Because it has been possible to integrate Expat into Mozilla, it shouldn't be impossible to integrate SP, the validating SGML parser from James Clark, either. SP is used in many HTML validators available on the web already. I do not know who would have the drive to implement this. Perhaps some HTML editor folks? Or it might interest the academic... A test project for advanced students learning programming with help of Mozilla, for example. I see this as no big requirement. It would just be nice to have an HTML validator right in your browser, occasionally. This could also be expanded to include support for any SGML documents (like what DocZilla does, although DocZilla has a closed-source parser). That would require quite a bit more work, however.
Status: NEW → RESOLVED
Closed: 25 years ago
Resolution: --- → REMIND
Nice to have, but absolutely non-essential for 6.0.

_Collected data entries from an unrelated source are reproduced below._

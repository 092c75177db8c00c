// SPDX-License-Identifier: MIT OR Apache-2.0
// Copyright (c) 2025 rosflow contributors

//! Graph command - visualize the job dependency graph

use miette::Result;
use std::path::PathBuf;

use super::GraphFormat;
use crate::pipeline::{JobGraph, PipelineDefinition};

/// Run the graph command
pub async fn run(pipeline_path: PathBuf, format: GraphFormat, _verbose: bool) -> Result<()> {
    if !pipeline_path.exists() {
        return Err(crate::errors::RosflowError::PipelineNotFound { path: pipeline_path }.into());
    }

    let pipeline = PipelineDefinition::from_file(&pipeline_path)
        .map_err(|e| miette::miette!("Failed to load pipeline: {}", e))?;

    let graph = JobGraph::build(&pipeline)?;

    let output = match format {
        GraphFormat::Text => graph.to_text(&pipeline)?,
        GraphFormat::Dot => graph.to_dot(),
        GraphFormat::Mermaid => graph.to_mermaid(),
    };

    println!("{}", output);

    Ok(())
}
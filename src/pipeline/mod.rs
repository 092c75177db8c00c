// SPDX-License-Identifier: MIT OR Apache-2.0
// Copyright (c) 2025 rosflow contributors

//! Pipeline model and execution
//!
//! The pipeline definition is a YAML document describing templates, jobs
//! and triggers. Jobs form a dependency graph; template jobs fan out
//! across the solver matrix into concurrent instantiations, each of
//! which walks its steps through the run state machine.

pub mod condition;
pub mod dag;
pub mod definition;
pub mod matrix;
pub mod run;
pub mod sequencer;
pub mod validation;

pub use condition::{BoundParams, StepDecision};
pub use dag::JobGraph;
pub use definition::{
    CacheConfig, Guard, JobDefinition, JobKind, LogLevel, MatrixDimension, ParameterBinding,
    PipelineDefinition, QpSolver, ReusableTemplate, RobotKind, Step, StepBody, TestTarget,
    TriggerEvent, TriggerSet,
};
pub use matrix::Instantiation;
pub use run::{
    FailedAt, JobStage, PipelineReport, PipelineRunner, RunOptions, RunRecord, RunStatus,
    StepRecord, StepStatus,
};
pub use sequencer::{SlotOutcome, SlotReport};
pub use validation::{PipelineValidator, ValidationResult};
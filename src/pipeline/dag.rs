// SPDX-License-Identifier: MIT OR Apache-2.0
// Copyright (c) 2025 rosflow contributors

//! Job dependency graph
//!
//! Builds and validates the `needs` DAG of a pipeline, ensuring proper
//! execution order, detecting cycles, and rendering the graph for the
//! `graph` subcommand.

use petgraph::algo::toposort;
use petgraph::graph::{DiGraph, NodeIndex};
use std::collections::HashMap;

use crate::errors::RosflowError;
use crate::pipeline::{JobDefinition, PipelineDefinition};

/// Dependency graph over job identifiers
pub struct JobGraph {
    graph: DiGraph<usize, ()>,
    id_to_index: HashMap<String, NodeIndex>,
    index_to_id: HashMap<NodeIndex, String>,
}

impl JobGraph {
    fn new() -> Self {
        Self {
            graph: DiGraph::new(),
            id_to_index: HashMap::new(),
            index_to_id: HashMap::new(),
        }
    }

    /// Build the job graph for a pipeline
    pub fn build(pipeline: &PipelineDefinition) -> Result<Self, RosflowError> {
        Self::from_jobs(&pipeline.jobs)
    }

    /// Build a job graph from a job list
    pub fn from_jobs(jobs: &[JobDefinition]) -> Result<Self, RosflowError> {
        let mut graph = Self::new();

        for (idx, job) in jobs.iter().enumerate() {
            let node = graph.graph.add_node(idx);
            graph.id_to_index.insert(job.id.clone(), node);
            graph.index_to_id.insert(node, job.id.clone());
        }

        for job in jobs {
            let job_node = graph.id_to_index[&job.id];

            for need in &job.needs {
                let need_node =
                    graph.id_to_index.get(need).ok_or_else(|| RosflowError::UnknownNeed {
                        job: job.id.clone(),
                        need: need.clone(),
                    })?;

                graph.graph.add_edge(*need_node, job_node, ());
            }
        }

        graph.validate_acyclic()?;

        Ok(graph)
    }

    fn validate_acyclic(&self) -> Result<(), RosflowError> {
        match toposort(&self.graph, None) {
            Ok(_) => Ok(()),
            Err(cycle) => {
                let jobs = self.find_cycle_members(cycle.node_id());
                Err(RosflowError::CircularDependency { jobs })
            }
        }
    }

    /// Find all jobs involved in a cycle
    fn find_cycle_members(&self, start: NodeIndex) -> Vec<String> {
        use petgraph::visit::{depth_first_search, DfsEvent};

        let mut in_cycle = vec![self.index_to_id[&start].clone()];
        let mut visited = std::collections::HashSet::new();

        depth_first_search(&self.graph, Some(start), |event| {
            if let DfsEvent::Discover(node, _) = event {
                let id = &self.index_to_id[&node];
                if visited.contains(id) {
                    in_cycle.push(id.clone());
                    return petgraph::visit::Control::Break(());
                }
                visited.insert(id.clone());
                in_cycle.push(id.clone());
            }
            petgraph::visit::Control::Continue
        });

        in_cycle
    }

    /// Get topologically sorted job indices
    pub fn topological_order(&self) -> Result<Vec<usize>, RosflowError> {
        toposort(&self.graph, None)
            .map(|nodes| nodes.into_iter().map(|n| self.graph[n]).collect())
            .map_err(|cycle| {
                let jobs = self.find_cycle_members(cycle.node_id());
                RosflowError::CircularDependency { jobs }
            })
    }

    /// Jobs that must succeed before the given job runs
    pub fn needs_of(&self, job_id: &str) -> Option<Vec<String>> {
        let node = self.id_to_index.get(job_id)?;
        let needs: Vec<String> = self
            .graph
            .neighbors_directed(*node, petgraph::Direction::Incoming)
            .map(|n| self.index_to_id[&n].clone())
            .collect();
        Some(needs)
    }

    /// Generate a Mermaid diagram of the job graph
    pub fn to_mermaid(&self) -> String {
        let mut out = String::from("graph TD\n");

        for (id, _) in &self.id_to_index {
            out.push_str(&format!("    {}[{}]\n", id, id));
        }

        for edge in self.graph.edge_indices() {
            let (from, to) = self.graph.edge_endpoints(edge).unwrap();
            let from_id = &self.index_to_id[&from];
            let to_id = &self.index_to_id[&to];
            out.push_str(&format!("    {} --> {}\n", from_id, to_id));
        }

        out
    }

    /// Generate a DOT diagram of the job graph
    pub fn to_dot(&self) -> String {
        let mut out = String::from("digraph pipeline {\n");
        out.push_str("    rankdir=TB;\n");
        out.push_str("    node [shape=box, style=rounded];\n\n");

        for edge in self.graph.edge_indices() {
            let (from, to) = self.graph.edge_endpoints(edge).unwrap();
            let from_id = &self.index_to_id[&from];
            let to_id = &self.index_to_id[&to];
            out.push_str(&format!("    \"{}\" -> \"{}\";\n", from_id, to_id));
        }

        for (id, node) in &self.id_to_index {
            if self.graph.neighbors_undirected(*node).count() == 0 {
                out.push_str(&format!("    \"{}\";\n", id));
            }
        }

        out.push_str("}\n");
        out
    }

    /// Generate a text representation of execution order, with matrix fan-out
    pub fn to_text(&self, pipeline: &PipelineDefinition) -> Result<String, RosflowError> {
        let order = self.topological_order()?;
        let mut out = String::new();

        for (i, idx) in order.iter().enumerate() {
            let job = &pipeline.jobs[*idx];
            let needs = self.needs_of(&job.id).unwrap_or_default();

            out.push_str(&format!("{}. {}", i + 1, job.id));

            if let crate::pipeline::JobKind::Template { template, .. } = &job.kind {
                if let Some(tpl) = pipeline.templates.get(template) {
                    let solvers: Vec<String> =
                        tpl.matrix.solver.iter().map(|s| s.to_string()).collect();
                    out.push_str(&format!(" × [{}]", solvers.join(", ")));
                }
            }

            if !needs.is_empty() {
                out.push_str(&format!(" [needs: {}]", needs.join(", ")));
            }

            out.push('\n');
        }

        Ok(out)
    }
}

#[cfg(test)]
mod tests {
    use super::*;
    use crate::pipeline::{JobKind, Step, StepBody};

    fn make_jobs(jobs: Vec<(&str, Vec<&str>)>) -> Vec<JobDefinition> {
        jobs.into_iter()
            .map(|(id, needs)| JobDefinition {
                id: id.into(),
                needs: needs.into_iter().map(String::from).collect(),
                kind: JobKind::Inline {
                    steps: vec![Step {
                        name: "noop".into(),
                        guard: None,
                        always: false,
                        best_effort: false,
                        env: std::collections::HashMap::new(),
                        body: StepBody::Shell {
                            run: "true".into(),
                            shell: "bash".into(),
                        },
                    }],
                },
            })
            .collect()
    }

    fn ordered_ids(graph: &JobGraph, jobs: &[JobDefinition]) -> Vec<String> {
        graph
            .topological_order()
            .unwrap()
            .into_iter()
            .map(|idx| jobs[idx].id.clone())
            .collect()
    }

    #[test]
    fn test_linear_graph() {
        let jobs = make_jobs(vec![("a", vec![]), ("b", vec!["a"]), ("c", vec!["b"])]);

        let graph = JobGraph::from_jobs(&jobs).unwrap();
        let order = ordered_ids(&graph, &jobs);

        assert_eq!(order, vec!["a", "b", "c"]);
    }

    #[test]
    fn test_diamond_graph() {
        let jobs = make_jobs(vec![
            ("a", vec![]),
            ("b", vec!["a"]),
            ("c", vec!["a"]),
            ("d", vec!["b", "c"]),
        ]);

        let graph = JobGraph::from_jobs(&jobs).unwrap();
        let order = ordered_ids(&graph, &jobs);

        // a must come first, d must come last
        assert_eq!(order[0], "a");
        assert_eq!(order[3], "d");
        assert!(order[1] == "b" || order[1] == "c");
        assert!(order[2] == "b" || order[2] == "c");
    }

    #[test]
    fn test_cycle_detection() {
        let jobs = make_jobs(vec![("a", vec!["b"]), ("b", vec!["a"])]);

        let result = JobGraph::from_jobs(&jobs);
        assert!(matches!(result, Err(RosflowError::CircularDependency { .. })));
    }

    #[test]
    fn test_unknown_need() {
        let jobs = make_jobs(vec![("a", vec!["nonexistent"])]);

        let result = JobGraph::from_jobs(&jobs);
        assert!(matches!(result, Err(RosflowError::UnknownNeed { .. })));
    }

    #[test]
    fn test_needs_of() {
        let jobs = make_jobs(vec![("a", vec![]), ("b", vec!["a"]), ("c", vec!["a", "b"])]);

        let graph = JobGraph::from_jobs(&jobs).unwrap();
        let mut needs = graph.needs_of("c").unwrap();
        needs.sort();

        assert_eq!(needs, vec!["a", "b"]);
        assert!(graph.needs_of("a").unwrap().is_empty());
    }

    #[test]
    fn test_mermaid_output() {
        let jobs = make_jobs(vec![("a", vec![]), ("b", vec!["a"])]);

        let graph = JobGraph::from_jobs(&jobs).unwrap();
        let mermaid = graph.to_mermaid();

        assert!(mermaid.contains("graph TD"));
        assert!(mermaid.contains("a --> b"));
    }
}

reopening and marking Future...
Status: RESOLVED → REOPENED
Resolution: REMIND → ---
Target Milestone: --- → Future
updated qa contact.
QA Contact: janc → bsharma
Possible applications for this include an iCab-style validness indicator, or outright error indications for invalid content, perhaps as a user-selectable preference.
Reassigning to nobody.
Assignee: rickg → nobody
Status: REOPENED → NEW
QA Contact: bsharma → moied
Should this bug be a dependency for some of the bugs relating to user feedback on invalid pages (bug 6211, for example)?
Blocks: 6211
Blocks: 47108
how difficult would this be to do? i can't program myself, but if it wouldn't be that hard i'm sure someone would be able to. this is blocking some pretty IMO important bugs.
We might be able to use some of the basic code of the W3C's validator and port it to C. It uses the SP parser.
WONTFIX. This would be nice to have in an extension, but realistically, Mozilla builds will probably never ship with this feature, even if someone provided a patch to do it.
Status: NEW → RESOLVED
Closed: 25 years ago20 years ago
Resolution: --- → WONTFIX
I've been using HTML validator extension from M. Gueury at http://users.skynet.be/mgueury/mozilla/ The Windows users can download and install version 0.8.3 http://users.skynet.be/mgueury/mozilla/preview_080.html which is a true validator, a SGML validator (based on OpenSP). I've been using it for the last 3 days with Firefox 1.5.0.3 and it works basically - almost exactly - the same as the W3C validator but without having to submit the page to the W3C HTML valdiator. It's great and I've had no problem whatsoever with it and while using it. I did not notice any significant slowing down in the rendering of page and I'm using a Pentium 3, 667Mhz cpu, 384MB of RAM. The extension is 1,849 KB in size. M. Gueury's extension is more powerful, more reliable, more useful and more versatile than anything I've seen so far: it works off-line (and that is a big advantage), it can alternatively use HTML Tidy (same code as Tidy from W3C), it can report accessibility errors, warnings, accessibility issues to check manually.